[Start of Attachment]

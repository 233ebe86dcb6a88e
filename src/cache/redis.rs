use std::time::Duration;

use async_trait::async_trait;
use deadpool_redis::redis;
use deadpool_redis::{Config, Pool, PoolConfig, Runtime};

use super::{CacheError, TokenCache};
use crate::configuration::RedisSettings;

/// Redis-backed token cache over a `deadpool-redis` pool
#[derive(Clone)]
pub struct RedisTokenCache {
    pool: Pool,
}

impl RedisTokenCache {
    /// Build the pool. Connections are opened lazily on first use.
    pub fn new(settings: &RedisSettings) -> Result<Self, CacheError> {
        let mut config = Config::from_url(settings.url.clone());
        config.pool = Some(PoolConfig::new(settings.pool_size));
        let pool = config.create_pool(Some(Runtime::Tokio1))?;

        Ok(Self { pool })
    }
}

// Redis rejects `EX 0`; sub-second TTLs round up to one second.
fn ttl_secs(ttl: Duration) -> u64 {
    ttl.as_secs().max(1)
}

#[async_trait]
impl TokenCache for RedisTokenCache {
    async fn get(&self, key: &str) -> Result<Option<String>, CacheError> {
        let mut conn = self.pool.get().await?;
        let value: Option<String> = redis::cmd("GET")
            .arg(key)
            .query_async(&mut conn)
            .await?;

        Ok(value)
    }

    async fn set(&self, key: &str, value: &str, ttl: Option<Duration>) -> Result<(), CacheError> {
        let mut conn = self.pool.get().await?;
        let mut cmd = redis::cmd("SET");
        cmd.arg(key).arg(value);
        if let Some(ttl) = ttl {
            cmd.arg("EX").arg(ttl_secs(ttl));
        }
        cmd.query_async::<_, ()>(&mut conn).await?;

        Ok(())
    }

    async fn increment(&self, key: &str, ttl_on_create: Duration) -> Result<i64, CacheError> {
        let mut conn = self.pool.get().await?;
        // SET NX only creates the key (with its TTL) when absent; INCR keeps
        // whatever TTL the key already has.
        let (count,): (i64,) = redis::pipe()
            .atomic()
            .cmd("SET")
            .arg(key)
            .arg(0)
            .arg("EX")
            .arg(ttl_secs(ttl_on_create))
            .arg("NX")
            .ignore()
            .cmd("INCR")
            .arg(key)
            .query_async(&mut conn)
            .await?;

        Ok(count)
    }
}

#[cfg(test)]
mod tests {
    use super::*;

    #[test]
    fn ttl_rounds_up_to_one_second() {
        assert_eq!(ttl_secs(Duration::from_millis(10)), 1);
        assert_eq!(ttl_secs(Duration::from_secs(86400)), 86400);
    }

    #[tokio::test]
    async fn pool_is_created_without_connecting() {
        let settings = RedisSettings {
            url: "redis://127.0.0.1:6379".to_string(),
            pool_size: 4,
        };

        let cache = RedisTokenCache::new(&settings).expect("Failed to build pool");
        assert_eq!(cache.pool.status().max_size, 4);
    }
}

[End of Attachment]

_Action item:_ Working from the records above, tally the lines that contain "super" and give only the total.

_Answer box:_ 2